The hotel room is gorgeous, sumptuous. The bed is topped by a canopy, and sheer foamy fabric drapes seductively from the top four corners. A fringed shawl hangs above an ornate mirror, and starry curtains frame the window. There is an armoire, a fragile table and two chairs, an inviting tub. The lamp by the bed is turned down low. The gas fireplace hisses instantly, intimately, at the flick of the switch. We leave our bags by the door and melt.
In the morning a whole new world greets us. Snow hugs the limbs of the pine trees out our window. We're awakened from our cocoon by a telephoned wake-up call, instead of by the patter of little feet ready for play or by a dog's cold nose.
Morning desire need not be furtive or unsatisfied. We eat bagels and bananas in bed. We shower together. When my husband leaves for his first scheduled meeting, the new day is at my mercy.
Part of me luxuriates: shall I pull out my unread novel, go for a walk, polish my essay-in-progress, order tea, watch a movie, shop for souvenirs? Part of me panics: what will I do all day? No plans, no schedule, no carpools, no responsibility, no example to set? What a wild and terrifying prospect for a mother of four on a Saturday morning! What if I make the wrong choices and later regret my free hours, unwisely spent? I watch the fire and decide to find my book. I hangout the "Do Not Disturb" sign, feeling deliciously wicked. I'm going to be just fine.
When I meet my husband for lunch, we walk arm-in-arm, as we match our strides like we used to in college. We still fit perfectly. We order lunch, and we talk to each other the whole time. Our conversation dips below the surface, beneath the house needing painting and our daughter's lost tooth. We talk concepts and dreams we didn't even know we thought, but which are freed by uninterrupted time. We fall in love.
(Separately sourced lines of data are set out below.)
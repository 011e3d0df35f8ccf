//! Knowledge base models: documents and the folder tree holding them.

use chrono::{DateTime, Utc};
use serde::{Deserialize, Serialize};

#[derive(Debug, Clone, Copy, Serialize, Deserialize, PartialEq, Eq)]
#[serde(rename_all = "lowercase")]
pub enum DocumentType {
    Pdf,
    Docx,
    Xlsx,
    Pptx,
    Txt,
    Folder,
}

/// A file in the knowledge base.
#[derive(Debug, Clone, Serialize, Deserialize, PartialEq)]
#[serde(rename_all = "camelCase")]
pub struct Document {
    pub id: String,
    pub title: String,
    #[serde(rename = "type")]
    pub doc_type: DocumentType,
    #[serde(skip_serializing_if = "Option::is_none")]
    pub folder_id: Option<String>,
    #[serde(skip_serializing_if = "Option::is_none")]
    pub project_id: Option<String>,
    pub last_updated: DateTime<Utc>,
    #[serde(skip_serializing_if = "Option::is_none")]
    pub size: Option<String>,
    #[serde(skip_serializing_if = "Option::is_none")]
    pub preview: Option<String>,
    #[serde(default)]
    pub tags: Vec<String>,
    #[serde(default)]
    pub linked_contacts: Vec<String>,
}

impl Document {
    /// Case-insensitive match against the title and tags.
    pub fn matches(&self, needle: &str) -> bool {
        let needle = needle.to_lowercase();
        self.title.to_lowercase().contains(&needle)
            || self.tags.iter().any(|t| t.to_lowercase().contains(&needle))
    }
}

/// A folder; `parent_id` of `None` marks a root folder.
#[derive(Debug, Clone, Serialize, Deserialize, PartialEq)]
#[serde(rename_all = "camelCase")]
pub struct Folder {
    pub id: String,
    pub name: String,
    #[serde(skip_serializing_if = "Option::is_none")]
    pub parent_id: Option<String>,
    #[serde(skip_serializing_if = "Option::is_none")]
    pub project_id: Option<String>,
}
Our weekend, when not committed to meetings, is devoted to sex. Sex at home is comfortable, fulfilling, warm. Sex in a hotel room is on a steamier level. The kind light of the fireplace means even I can successfully wear a garter belt. We can make more noise. We can stay naked all the time. And we can be certain that the person in Room 225 is not going to have a raptor-nightmare and want to curl up on a corner of our bed. Sex on a stolen weekend is everything you read about and more.
Big Bear Lake ? Oh, yes, it is very nice. We eat hearty meals, admire the lake, take in the shopping village, jog through towering pines. The people are lovely, the conference informative, and the parking not bad. But to be honest, a weekend in Mojave would probably bring the same light to our eyes.
Sunday arrives. We pack up, check out, make our way down the mountain. As wondrous as the weekend has been, as much as I love the quiet conversation of our driving time, I feel the flutter of anticipation in my belly: the kids. I really have missed them.
I wonder how they have been - if they've eaten well, if they've picked up their toys and watched out for each other. I wonder if they've missed us, but I know they have. I imagine them flying across the driveway when we pull up, all tight hugs and wide smiles. They will be taller and brighter, even in two days.
We have brought them souvenirs, little bears and smelly soaps. They will tell us all their high adventures with their grandparents, 48 hours' worth. Life will be instantly back to normal as we all come together again.
We will cherish in our hearts our two days of rejuvenation and refreshment, and exchange private smiles. My husband still looks great naked.
Freelance writer Valerie Schultz (42) lives in Tehachapi , California , with her husband Randy and their four daughters: Morgan, Zoe, Raven, and Mariah. She has published essays, short fiction, and poetry. Her work has appeared in Mothering, the Los Angeles Times, the Chicago Tribune, Family Fun, Catholic Parent, Sojourners, The Other Side, The Sun, High Plains Literary Review, Radiance, and Hip Mama.